Efrain Alvarez is just 18 years old, but the highly-regarded prospect is drawing closer to having to make a big decision regarding his international future.
Alvarez was included on the preliminary Concacaf Olympic qualifying rosters for both the United States and Mexico, bringing to the forefront a reality that was already known beforehand. Alvarez will eventually have to make a final decision on whether he will play internationally for the United States, where he was born, or for Mexico, where his family is from and which he has played for on multiple youth national team levels.
Tuesday’s news that both Mexico and the USA put Alvarez on their Olympic qualifying preliminary rosters shouldn’t come as a big surprise. Not after Alvarez accepted a recent call-up to the U.S. Men’s National Team’s training camp in December. That decision made it clear that Alvarez had not yet closed the door on potentially playing for the United States.
Alvarez is in no rush to make a final decision, and in theory he could choose to play for Mexico in Olympic qualifying, and even in the Olympics, and still not be cap-tied to El Tri.
Where Mexico does hold an advantage right now is in the reality that Alvarez doesn’t have to close the door on the United States in order to keep playing for Mexico, but he would have to close the door on Mexico in order to represent the United States in an official competition because he would need to file a one-time Change of Association with FIFA to play for the United States.
At this point, Alvarez has given no indication of being ready to make a switch, so it is still more likely that he plays for Mexico in Olympic qualifying, assuming he makes Mexico’s 20-player qualifying squad, which isn’t a guarantee. That said, Mexico could be tempted to include him in order to help keep itself in Alvarez’s good graces.
Realistically speaking, Alvarez wouldn’t be a guaranteed inclusion on the U.S. Olympic qualifying team either, certainly not if players such as Brenden Aaronson and Konrad De La Fuente are made available for the qualifying tournament. As skillful as Alvarez may be, the 18-year-old is still in the early stages of his professional career, and has yet to establish himself as a regular starter for the LA Galaxy. Other attacking midfield options in the USA pool who have already become regulars in MLS include Gianluca Busio and Cole Bassett, as well as Djordje Mihailovic.
U.S. Under-23 coach Jason Kreis made it clear that Alvarez is a player the U.S. program rates, and was careful to make it clear U.S. Soccer won’t be pressuring Alvarez into making a national team decision.

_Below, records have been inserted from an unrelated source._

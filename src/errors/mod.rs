//! Error types for the txresolve library.
//!
//! Each external seam has its own error type, and the resolution engine's
//! [`ResolveError`] wraps the fatal ones:
//!
//! - [`ResolveError`] - Errors surfaced by [`TransactionResolver::resolve`](crate::TransactionResolver::resolve)
//! - [`ChainError`] - Chain client fetch failures
//! - [`CodecError`] - Malformed raw block bytes
//! - [`CacheError`] - Cache backend failures
//!
//! [`CacheError`] never surfaces from `resolve`: cache reads that fail are
//! treated as misses and cache writes that fail are logged and swallowed.
//! A flaky cache layer degrades performance, never correctness. This policy
//! lives in the engine, not in the backends.
//!
//! # Examples
//!
//! ```rust,ignore
//! use txresolve::{ResolveError, TransactionResolver};
//!
//! match resolver.resolve(request).await {
//!     Ok(tx) => println!("hex: {}", tx.hex),
//!     Err(ResolveError::NotFound { transaction_id, .. }) => {
//!         eprintln!("{transaction_id} is not in that block");
//!     }
//!     Err(ResolveError::Upstream(e)) => eprintln!("chain failure: {e}"),
//!     Err(e) => eprintln!("error: {e}"),
//! }
//! ```

mod cache;
mod chain;
mod codec;
mod resolve;

pub use cache::CacheError;
pub use chain::ChainError;
pub use codec::CodecError;
pub use resolve::ResolveError;
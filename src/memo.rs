//! Per-network last-resolved-block memoization.
//!
//! When a burst of lookups targets the same block (resolving every
//! transaction of one block is the common shape), fetching and re-parsing
//! that block per lookup would dominate the work. The [`LastBlockMemo`]
//! keeps exactly one entry per network: the most recently resolved block's
//! id, raw bytes, and (once computed) its parsed transaction list.
//!
//! The memo is an explicit, injectable component rather than process-global
//! state, and every slot is guarded by its own async mutex. The resolver
//! holds a slot's guard for the whole block-scoped phase of a request, so
//! checking the stored id, discarding a stale entry, and writing the
//! replacement cannot interleave with another resolution on the same
//! network. Entries are always replaced whole, never merged.

use std::collections::HashMap;
use std::sync::Arc;
use tokio::sync::{Mutex, OwnedMutexGuard};
use tracing::debug;

use crate::codec::BlockTransaction;

/// The memoized state for one network.
#[derive(Debug, Clone)]
pub struct MemoEntry {
    /// Id of the block this entry describes
    pub block_id: String,
    /// The block's consensus-encoded bytes
    pub raw_block: Vec<u8>,
    /// Parsed transaction list, populated on first extraction
    pub transactions: Option<Vec<BlockTransaction>>,
}

type Slot = Arc<Mutex<Option<MemoEntry>>>;

/// Single-entry-per-network lookaside cache of the last resolved block.
///
/// Has no TTL of its own; an entry lives until a lookup for that network
/// requests a different block, at which point it is discarded whole.
/// Staleness is bounded by the TTL on the underlying block cache, not here.
#[derive(Debug, Default)]
pub struct LastBlockMemo {
    slots: Mutex<HashMap<String, Slot>>,
}

impl LastBlockMemo {
    /// Creates an empty memo
    pub fn new() -> Self {
        Self::default()
    }

    /// Returns the slot for a network, creating it on first use
    async fn slot(&self, network: &str) -> Slot {
        let mut slots = self.slots.lock().await;
        slots
            .entry(network.to_string())
            .or_insert_with(|| Arc::new(Mutex::new(None)))
            .clone()
    }

    /// Locks a network's slot for exclusive access.
    ///
    /// The resolver holds this guard across block resolution, parsing, and
    /// the memo update, serializing block-scoped lookups per network. The
    /// registry lock is dropped before the slot lock is awaited, so slow
    /// work on one network never blocks slot creation for another.
    pub async fn lock(&self, network: &str) -> OwnedMutexGuard<Option<MemoEntry>> {
        self.slot(network).await.lock_owned().await
    }

    /// Returns a copy of the memoized entry for a network, if any
    pub async fn get(&self, network: &str) -> Option<MemoEntry> {
        self.lock(network).await.clone()
    }

    /// Replaces the memoized entry for a network
    pub async fn set(&self, network: &str, entry: MemoEntry) {
        let mut slot = self.lock(network).await;
        debug!(network, block_id = %entry.block_id, "Memoizing last resolved block");
        *slot = Some(entry);
    }

    /// Discards the memoized entry for a network
    pub async fn invalidate(&self, network: &str) {
        let mut slot = self.lock(network).await;
        if let Some(entry) = slot.take() {
            debug!(network, block_id = %entry.block_id, "Invalidating last-block memo");
        }
    }
}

“Efra’s a player that we worked with in December, and to be frank with you, I hadn’t seen a whole lot of Efra, because I don’t think he’s really been a regular, consistent performer in MLS,” Kreis said in an interview with MLS Soccer. “And so to work with him for a week and see him in and around the rest of the full national team players was eye-opening.

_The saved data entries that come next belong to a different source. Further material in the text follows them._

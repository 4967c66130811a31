//! Span creation helpers for txresolve operations.
//!
//! Telemetry is kept orthogonal to the business logic: instead of
//! `#[instrument]` attributes on the resolver methods, each instrumented
//! operation has a corresponding span helper here.
//!
//! Usage pattern:
//! ```rust,ignore
//! pub async fn my_operation(&self, param: Type) -> Result<T> {
//!     let span = spans::my_operation(param_value);
//!     let _guard = span.enter();
//!     // Business logic here
//! }
//! ```

use tracing::Span;

/// Create span for a full transaction resolution.
///
/// Parent: None (root span for this operation)
/// Children: resolve_direct or resolve_block_scoped span
#[inline]
pub(crate) fn resolve_transaction(network: &str, transaction_id: &str) -> Span {
    tracing::info_span!(
        "txresolve.resolve_transaction",
        network = %network,
        transaction_id = %transaction_id,
    )
}

/// Create span for the direct (non-block-scoped) lookup path.
///
/// Parent: resolve_transaction span
/// Children: cache and chain client calls
#[inline]
pub(crate) fn resolve_direct(network: &str, transaction_id: &str) -> Span {
    tracing::debug_span!(
        "txresolve.resolve_direct",
        network = %network,
        transaction_id = %transaction_id,
    )
}

/// Create span for the block-scoped lookup path.
///
/// Parent: resolve_transaction span
/// Children: cache, chain client, and codec calls
#[inline]
pub(crate) fn resolve_block_scoped(network: &str, transaction_id: &str, block_id: &str) -> Span {
    tracing::debug_span!(
        "txresolve.resolve_block_scoped",
        network = %network,
        transaction_id = %transaction_id,
        block_id = %block_id,
    )
}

“Gregg and I both feel this is a player that has some potential, and some tools that arguably nobody else in the national team pool has. And so he becomes very, very interesting for us,” Kreis said. “And so we want to afford him the opportunity to be a part of our national teams program going forward. Now having said that, we want to let him know that, but then we need to step back and say, this is a very personal decision for somebody, and so we don’t mean to put any undue pressure on you. We just want to let you know how highly we regard you, how highly we think your potential could be in our program.
“So the decision is left to Efra, but there will be no pressure put on him from the US men’s national team perspective.”
Alvarez starred for Mexico during its run to the Under-17 World Cup final in 2019, but would be playing in what would effectively be a U-24 tournament due to the age extension caused by the year delay in hosting the Olympics. Alvarez was the second-youngest player in Mexico’s preliminary roster for Olympic qualifying, and the fourth-youngest player on the USA roster.
The reality is Alvarez could wind up missing the qualifying tournament altogether, though there would be much more pressure on Mexico to include him, or run the risk of souring its relationship with a talented prospect who the USMNT would love to add to its stable.